# Proof

We have to show that for two given metric spaces $$(X,d_x)$$ and $$(Y,d_y)$$ and a function $$f:X\to Y$$ the definition of continuity of $$f$$ at a point $$a\in X$$ is equivalent to the $$\epsilon$$-$$\delta$$ definition of continuity.

### "$$\Rightarrow$$"

Let $$f$$ be continuous at $$a$$, which, according to first definition means that $$\lim_{x\to a} f(x)=f(a)$$. Assume, the $$\epsilon$$-$$\delta$$ condition was not fulfilled.

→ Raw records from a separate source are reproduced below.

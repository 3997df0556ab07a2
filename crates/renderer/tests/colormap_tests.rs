//! Tests for colour maps and value normalisation.

use renderer::colormap::{Color, Colormap, NamedColormap, ValueRange, LUT_SIZE};
use renderer::render;
use survey_common::Field;

const BLUE: Color = Color::rgb(0, 0, 255);
const RED: Color = Color::rgb(255, 0, 0);

// ============================================================================
// Two-colour scenario
// ============================================================================

#[test]
fn test_blue_red_over_ten_to_twenty() {
    let cmap = Colormap::custom(&[BLUE, RED]).unwrap();
    let field = Field::from_values(3, 1, vec![10.0, 15.0, 20.0]).unwrap();
    let image = render(&field, &cmap, None).unwrap();

    assert_eq!(image.pixel(0, 0), Some(BLUE));
    assert_eq!(image.pixel(2, 0), Some(RED));

    // The midpoint is an even blend, to within one lookup-table step.
    let mid = image.pixel(1, 0).unwrap();
    assert_eq!(mid, cmap.lut()[128]);
    assert!((mid.r as i32 - 128).abs() <= 1, "{:?}", mid);
    assert!((mid.b as i32 - 127).abs() <= 1, "{:?}", mid);
    assert_eq!(mid.g, 0);
    assert_eq!(mid.a, 255);
}

#[test]
fn test_explicit_range_clamps() {
    let cmap = Colormap::custom(&[BLUE, RED]).unwrap();
    let field = Field::from_values(2, 1, vec![-100.0, 100.0]).unwrap();
    let range = ValueRange::new(10.0, 20.0).unwrap();
    let image = render(&field, &cmap, Some(range)).unwrap();

    assert_eq!(image.pixel(0, 0), Some(BLUE));
    assert_eq!(image.pixel(1, 0), Some(RED));
}

// ============================================================================
// Lookup table properties
// ============================================================================

#[test]
fn test_color_index_is_monotonic() {
    let range = ValueRange::new(-3.7, 12.9).unwrap();
    let mut previous = 0u8;
    for i in 0..=10_000 {
        let v = -5.0 + i as f64 * 20.0 / 10_000.0;
        let index = range.color_index(v);
        assert!(index >= previous, "index decreased at {}", v);
        previous = index;
    }
    assert_eq!(range.color_index(-3.7), 0);
    assert_eq!(range.color_index(12.9), 255);
}

#[test]
fn test_lut_endpoints_match_stops() {
    for name in NamedColormap::ALL {
        let cmap = Colormap::named(name);
        let lut = cmap.lut();
        assert_eq!(lut.len(), LUT_SIZE);
        assert_eq!(lut[0], cmap.stops()[0].color, "{}", name);
        assert_eq!(lut[255], cmap.stops()[cmap.stops().len() - 1].color, "{}", name);
    }
}

#[test]
fn test_gray_lut_is_identity() {
    let lut = Colormap::named(NamedColormap::Gray).lut();
    for (i, c) in lut.iter().enumerate() {
        assert_eq!((c.r as usize, c.g as usize, c.b as usize), (i, i, i));
    }
}

#[test]
fn test_three_stop_blend() {
    let cmap = Colormap::custom(&[BLUE, Color::rgb(0, 255, 0), RED]).unwrap();
    assert_eq!(cmap.color_at(0.5), Color::rgb(0, 255, 0));
    assert_eq!(cmap.color_at(0.25), Color::rgb(0, 128, 128));
    assert_eq!(cmap.color_at(-1.0), BLUE);
    assert_eq!(cmap.color_at(2.0), RED);
}

// ============================================================================
// Parsing
// ============================================================================

#[test]
fn test_unknown_colormap_rejected() {
    assert!("rainbow".parse::<Colormap>().is_err());
    assert!("#ff0000".parse::<Colormap>().is_err()); // one colour only
}

#[test]
fn test_named_colormap_parse() {
    let cmap: Colormap = "coolwarm".parse().unwrap();
    assert_eq!(cmap.name(), "coolwarm");
}

#[test]
fn test_centered_range_puts_zero_mid_palette() {
    let field = Field::from_values(3, 1, vec![-2.0, 0.0, 8.0]).unwrap();
    let range = ValueRange::from_field(&field).unwrap().centered_on_zero();
    assert_eq!((range.min, range.max), (-8.0, 8.0));
    assert_eq!(range.color_index(0.0), 128);
}
//! CSV survey ingestion with column-name heuristics.
//!
//! Header names are matched case-insensitively: X is the first column whose
//! name starts with `x`, Y the first starting with `y`, and the value column
//! is `value` if present, otherwise the first column starting with `v` or
//! `z`, or named `anomali`/`anomaly`. A file whose first record is all
//! numbers has no header and is read as `x, y, value`.

use std::path::Path;

use anyhow::{bail, Context, Result};
use csv::StringRecord;
use serde::Serialize;
use tracing::debug;

use survey_common::{SamplePoint, SampleSet};

/// Column positions used for one file.
#[derive(Debug, Clone, Copy, PartialEq, Eq, Serialize)]
pub struct ColumnMapping {
    pub x: usize,
    pub y: usize,
    pub value: usize,
}

impl ColumnMapping {
    pub const HEADERLESS: ColumnMapping = ColumnMapping {
        x: 0,
        y: 1,
        value: 2,
    };
}

/// Parsed survey plus ingestion bookkeeping.
#[derive(Debug, Clone)]
pub struct SurveyData {
    pub samples: SampleSet,
    pub columns: ColumnMapping,
    /// Header names of the chosen columns, when the file has a header.
    pub column_names: Option<[String; 3]>,
    /// Data rows read, including dropped ones.
    pub rows: usize,
    /// Rows dropped for missing, unparseable or non-finite fields.
    pub dropped: usize,
}

/// Pick the x, y and value columns from header names.
pub fn detect_columns<I, S>(headers: I) -> Option<ColumnMapping>
where
    I: IntoIterator<Item = S>,
    S: AsRef<str>,
{
    let lower: Vec<String> = headers
        .into_iter()
        .map(|h| h.as_ref().trim().to_lowercase())
        .collect();

    let x = lower.iter().position(|h| h.starts_with('x'))?;
    let y = lower.iter().position(|h| h.starts_with('y'))?;
    let free = |i: &usize| *i != x && *i != y;

    let value = lower
        .iter()
        .position(|h| h == "value")
        .filter(free)
        .or_else(|| {
            lower
                .iter()
                .enumerate()
                .find(|(i, h)| {
                    free(i)
                        && (h.starts_with('v')
                            || h.starts_with('z')
                            || *h == "anomali"
                            || *h == "anomaly")
                })
                .map(|(i, _)| i)
        })?;

    Some(ColumnMapping { x, y, value })
}

pub fn load_csv(path: &Path) -> Result<SurveyData> {
    let content = std::fs::read_to_string(path)
        .with_context(|| format!("Failed to read {}", path.display()))?;
    parse_csv(&content).with_context(|| format!("Failed to parse {}", path.display()))
}

/// Parse CSV text into samples.
///
/// Blank lines and `#` comments are skipped. Rows with too few fields,
/// unparseable numbers or non-finite values are dropped and counted.
pub fn parse_csv(content: &str) -> Result<SurveyData> {
    let mut reader = csv::ReaderBuilder::new()
        .has_headers(false)
        .flexible(true)
        .trim(csv::Trim::All)
        .comment(Some(b'#'))
        .from_reader(content.as_bytes());

    let mut records = Vec::new();
    for (index, result) in reader.records().enumerate() {
        let record = result.with_context(|| format!("CSV parse error at record {}", index + 1))?;
        if !is_skipped(&record) {
            records.push(record);
        }
    }

    let Some(first) = records.first() else {
        bail!("CSV file is empty");
    };

    let headerless = first.iter().all(|f| f.parse::<f64>().is_ok());
    let (columns, column_names) = if headerless {
        if first.len() < 3 {
            bail!(
                "headerless CSV needs at least 3 columns, found {}",
                first.len()
            );
        }
        (ColumnMapping::HEADERLESS, None)
    } else {
        let Some(columns) = detect_columns(first) else {
            bail!(
                "could not find X, Y and value columns among: {}",
                first.iter().collect::<Vec<_>>().join(", ")
            );
        };
        let name = |i: usize| first.get(i).unwrap_or_default().to_string();
        let names = [name(columns.x), name(columns.y), name(columns.value)];
        (columns, Some(names))
    };

    let data_rows = if headerless { &records[..] } else { &records[1..] };
    let mut points = Vec::with_capacity(data_rows.len());
    let mut dropped = 0;

    for record in data_rows {
        match parse_row(record, &columns) {
            Some(point) => points.push(point),
            None => dropped += 1,
        }
    }

    let rows = data_rows.len();
    debug!(rows, dropped, ?columns, "Parsed survey CSV");

    Ok(SurveyData {
        samples: SampleSet::new(points),
        columns,
        column_names,
        rows,
        dropped,
    })
}

/// Blank records and comment lines with leading whitespace.
fn is_skipped(record: &StringRecord) -> bool {
    record.iter().all(str::is_empty) || record.get(0).is_some_and(|f| f.starts_with('#'))
}

fn parse_row(record: &StringRecord, columns: &ColumnMapping) -> Option<SamplePoint> {
    let number = |i: usize| -> Option<f64> {
        record
            .get(i)?
            .parse::<f64>()
            .ok()
            .filter(|v| v.is_finite())
    };
    Some(SamplePoint::new(
        number(columns.x)?,
        number(columns.y)?,
        number(columns.value)?,
    ))
}

#[cfg(test)]
mod tests {
    use super::*;

    #[test]
    fn test_detect_plain_headers() {
        assert_eq!(
            detect_columns(&["X", "Y", "Value"]),
            Some(ColumnMapping { x: 0, y: 1, value: 2 })
        );
    }

    #[test]
    fn test_detect_prefixed_headers() {
        let headers = ["Station", "X_Easting", "Y_Northing", "Anomali"];
        assert_eq!(
            detect_columns(&headers),
            Some(ColumnMapping { x: 1, y: 2, value: 3 })
        );
    }

    #[test]
    fn test_value_preferred_over_prefix_match() {
        let headers = ["z_index", "x", "y", "value"];
        assert_eq!(detect_columns(&headers).map(|c| c.value), Some(3));
    }

    #[test]
    fn test_z_column() {
        assert_eq!(detect_columns(&["x", "y", "z"]).map(|c| c.value), Some(2));
    }

    #[test]
    fn test_missing_value_column() {
        assert_eq!(detect_columns(&["x", "y", "depth"]), None);
        assert_eq!(detect_columns(&["lon", "lat", "value"]), None);
    }

    #[test]
    fn test_detect_from_string_record() {
        let header = StringRecord::from(vec!["Station", "X", "Y", "Value"]);
        assert_eq!(
            detect_columns(&header),
            Some(ColumnMapping { x: 1, y: 2, value: 3 })
        );
    }

    #[test]
    fn test_indented_comment_skipped() {
        let data = parse_csv("x,y,value\n   # note\n1,2,3\n").unwrap();
        assert_eq!(data.rows, 1);
        assert_eq!(data.dropped, 0);
    }
}
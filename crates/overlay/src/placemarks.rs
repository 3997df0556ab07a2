//! Point placemarks for the raw survey stations.

use quick_xml::escape::escape;

use survey_common::SamplePoint;

/// A KML document with one `Placemark` per sample.
///
/// Coordinates are written as `x,y,0`, so X is read as longitude and Y as
/// latitude by the viewer.
pub fn samples_to_kml(samples: &[SamplePoint], name: &str) -> String {
    let mut xml = String::from("<?xml version=\"1.0\" encoding=\"UTF-8\"?>\n");
    xml.push_str("<kml xmlns=\"http://www.opengis.net/kml/2.2\">\n");
    xml.push_str("<Document>\n");
    xml.push_str(&format!("  <name>{}</name>\n", escape(name)));
    xml.push_str("  <description>Survey station locations</description>\n");

    for s in samples {
        xml.push_str("  <Placemark>\n");
        xml.push_str(&format!("    <name>Value: {:.2}</name>\n", s.value));
        xml.push_str(&format!(
            "    <description>X={}, Y={}, Value={}</description>\n",
            s.x, s.y, s.value
        ));
        xml.push_str(&format!(
            "    <Point><coordinates>{},{},0</coordinates></Point>\n",
            s.x, s.y
        ));
        xml.push_str("  </Placemark>\n");
    }

    xml.push_str("</Document>\n");
    xml.push_str("</kml>\n");
    xml
}

#[cfg(test)]
mod tests {
    use super::*;

    #[test]
    fn test_one_placemark_per_sample() {
        let samples = [
            SamplePoint::new(112.75, -7.25, 12.346),
            SamplePoint::new(112.751, -7.251, -3.0),
        ];
        let kml = samples_to_kml(&samples, "Stations");

        assert_eq!(kml.matches("<Placemark>").count(), 2);
        assert!(kml.contains("<name>Value: 12.35</name>"));
        assert!(kml.contains("<name>Value: -3.00</name>"));
        assert!(kml.contains("<coordinates>112.75,-7.25,0</coordinates>"));
        assert!(kml.contains("<coordinates>112.751,-7.251,0</coordinates>"));
    }

    #[test]
    fn test_name_is_escaped() {
        let kml = samples_to_kml(&[], "A & B");
        assert!(kml.contains("<name>A &amp; B</name>"));
        assert!(!kml.contains("<Placemark>"));
    }
}
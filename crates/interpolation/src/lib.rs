//! Scattered-data interpolation onto a regular lattice.
//!
//! Three methods are supported:
//! - [`InterpolationMethod::Nearest`]: closest sample, defined everywhere
//! - [`InterpolationMethod::Linear`]: barycentric on a Delaunay triangulation
//! - [`InterpolationMethod::Cubic`]: Clough-Tocher C1 cubic on the same triangulation
//!
//! Triangulation-based methods leave nodes outside the convex hull of the
//! samples undefined (`NaN`); they never extrapolate.
//!
//! # Example
//!
//! ```
//! use interpolation::{interpolate, InterpolationMethod};
//! use survey_common::{build_lattice, SamplePoint, SampleSet};
//!
//! let samples = SampleSet::new([
//!     SamplePoint::new(0.0, 0.0, 1.0),
//!     SamplePoint::new(1.0, 0.0, 3.0),
//!     SamplePoint::new(0.0, 1.0, 5.0),
//! ]);
//! let lattice = build_lattice(&samples.bounds().unwrap(), 2).unwrap();
//! let field = interpolate(&samples, &lattice, InterpolationMethod::Nearest).unwrap();
//! assert_eq!(field.values(), &[1.0, 3.0, 5.0, 3.0]);
//! ```

pub mod cubic;
pub mod kdtree;
pub mod linear;
pub mod method;
pub mod nearest;
pub mod triangulation;

pub use method::{FallbackPolicy, InterpolationMethod};

use serde::Serialize;
use survey_common::{Field, Lattice, SampleSet, SurveyResult};
use tracing::debug;

use crate::triangulation::Triangulation;

/// Estimate a value at every node of `lattice` from `samples`.
///
/// Fails with `InterpolationUnavailable` when the method cannot run on
/// these samples: no samples at all, or for `Linear`/`Cubic` fewer than
/// three distinct locations or all locations collinear. No fallback is
/// attempted; see [`interpolate_with_policy`].
pub fn interpolate(
    samples: &SampleSet,
    lattice: &Lattice,
    method: InterpolationMethod,
) -> SurveyResult<Field> {
    let field = match method {
        InterpolationMethod::Nearest => nearest::nearest_field(samples, lattice)?,
        InterpolationMethod::Linear => {
            let tri = Triangulation::build(samples.distinct(), method)?;
            linear::linear_field(&tri, lattice)
        }
        InterpolationMethod::Cubic => {
            let tri = Triangulation::build(samples.distinct(), method)?;
            cubic::cubic_field(&tri, lattice)
        }
    };

    debug!(
        method = %method,
        samples = samples.len(),
        nodes = lattice.len(),
        defined = field.defined_count(),
        "Interpolated field"
    );

    Ok(field)
}

/// Record of a method substitution made under [`FallbackPolicy::Nearest`].
#[derive(Debug, Clone, PartialEq, Serialize)]
pub struct FallbackReport {
    /// The method the caller asked for.
    pub requested: InterpolationMethod,
    /// Why the requested method could not run.
    pub reason: String,
}

/// A field together with the method that actually produced it.
#[derive(Debug, Clone)]
pub struct Interpolation {
    pub field: Field,
    pub method: InterpolationMethod,
    /// Present only when a fallback happened.
    pub fallback: Option<FallbackReport>,
}

impl Interpolation {
    pub fn fell_back(&self) -> bool {
        self.fallback.is_some()
    }
}

/// [`interpolate`], retrying with nearest-neighbour when `policy` allows it.
///
/// Only `InterpolationUnavailable` triggers the retry; every other error is
/// returned as is. A substitution is always reported in
/// [`Interpolation::fallback`].
pub fn interpolate_with_policy(
    samples: &SampleSet,
    lattice: &Lattice,
    method: InterpolationMethod,
    policy: FallbackPolicy,
) -> SurveyResult<Interpolation> {
    match interpolate(samples, lattice, method) {
        Ok(field) => Ok(Interpolation {
            field,
            method,
            fallback: None,
        }),
        Err(err)
            if policy == FallbackPolicy::Nearest
                && method != InterpolationMethod::Nearest
                && err.is_recoverable_with_nearest() =>
        {
            debug!(requested = %method, error = %err, "Falling back to nearest");
            let field = nearest::nearest_field(samples, lattice)?;
            Ok(Interpolation {
                field,
                method: InterpolationMethod::Nearest,
                fallback: Some(FallbackReport {
                    requested: method,
                    reason: err.to_string(),
                }),
            })
        }
        Err(err) => Err(err),
    }
}
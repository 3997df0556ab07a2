//! Shared test utilities for the survey-overlay workspace.
//!
//! This crate provides common testing infrastructure including:
//! - Synthetic sample-set and field generators
//! - Common bounds, surveys and CSV fixtures
//! - Approximate-equality assertions
//!
//! # Usage
//!
//! Add to your crate's `Cargo.toml`:
//!
//! ```toml
//! [dev-dependencies]
//! test-utils = { path = "../test-utils" }
//! ```
//!
//! Then import in your tests:
//!
//! ```ignore
//! use test_utils::{assert_approx_eq, three_station_survey};
//! ```

pub mod fixtures;
pub mod generators;

// Re-export commonly used items at the crate root
pub use fixtures::*;
pub use generators::*;

/// Macro for approximate floating-point equality assertions.
///
/// # Usage
///
/// ```ignore
/// use test_utils::assert_approx_eq;
///
/// assert_approx_eq!(1.0001_f64, 1.0_f64, 0.001_f64); // passes
/// assert_approx_eq!(1.1_f32, 1.0_f32, 0.001_f32);    // fails
/// ```
#[macro_export]
macro_rules! assert_approx_eq {
    ($left:expr, $right:expr, $epsilon:expr) => {{
        let left: f64 = $left as f64;
        let right: f64 = $right as f64;
        let epsilon: f64 = $epsilon as f64;
        let diff = (left - right).abs();
        if diff > epsilon {
            panic!(
                "assertion failed: `(left ≈ right)`\n  left: `{:?}`,\n right: `{:?}`,\n  diff: `{:?}` > epsilon `{:?}`",
                left, right, diff, epsilon
            );
        }
    }};
}

/// Macro for approximate equality of coordinate pairs.
///
/// # Usage
///
/// ```ignore
/// use test_utils::assert_coords_approx_eq;
///
/// assert_coords_approx_eq!((1.0001, 2.0001), (1.0, 2.0), 0.001);
/// ```
#[macro_export]
macro_rules! assert_coords_approx_eq {
    (($x1:expr, $y1:expr), ($x2:expr, $y2:expr), $epsilon:expr) => {{
        $crate::assert_approx_eq!($x1, $x2, $epsilon);
        $crate::assert_approx_eq!($y1, $y2, $epsilon);
    }};
}

#[cfg(test)]
mod tests {
    use super::*;

    #[test]
    fn test_assert_approx_eq_passes() {
        assert_approx_eq!(1.0001, 1.0, 0.001);
        assert_approx_eq!(0.0, 0.0, 0.0001);
        assert_approx_eq!(-5.5, -5.500001, 0.0001);
    }

    #[test]
    #[should_panic(expected = "assertion failed")]
    fn test_assert_approx_eq_fails() {
        assert_approx_eq!(1.1, 1.0, 0.001);
    }

    #[test]
    fn test_assert_coords_approx_eq_passes() {
        assert_coords_approx_eq!((1.0001, 2.0001), (1.0, 2.0), 0.001);
    }
}
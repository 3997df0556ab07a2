//! Common types shared by the survey overlay crates.
//!
//! The pipeline passes immutable values from stage to stage:
//! [`SampleSet`] → [`Lattice`] → [`Field`] → raster → overlay archive.

pub mod bbox;
pub mod error;
pub mod field;
pub mod lattice;
pub mod sample;

pub use bbox::BoundingBox;
pub use error::{SurveyError, SurveyResult};
pub use field::Field;
pub use lattice::{build_lattice, Lattice};
pub use sample::{SamplePoint, SampleSet};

Then there would be an $$\epsilon > 0$$ such that for every $$\delta > 0$$ we would find a point $$x\in X$$ such that

$d_x(x,a) < \delta$ but
$d_y(f(x),f(a)) \ge \epsilon.$

In particular, for a $$\delta:=\frac 1n$$ we would have a sequence of points $$x_n\in X$$ such that $d_x(x_n,a) < \frac 1n\quad\wedge\quad d_y(f(x_n),f(a)) \ge \epsilon\quad\quad ( * )$

However, the left inequation means that $$\lim x_n=a$$ and so $$\lim f(x_n)=f(a)$$, in contradiction to $$( * )$$. Therefore, it must be that the $$\epsilon$$-$$\delta$$ condition is fulfilled.

### "$$\Leftarrow$$"

Let $$(x_n)_{n\in\mathbb N}$$ be a sequence of points with $$\lim x_n=a$$. We have to show that $$\lim f(x_n)=f(a)$$, when the $$\epsilon$$-$$\delta$$ condition be fulfilled.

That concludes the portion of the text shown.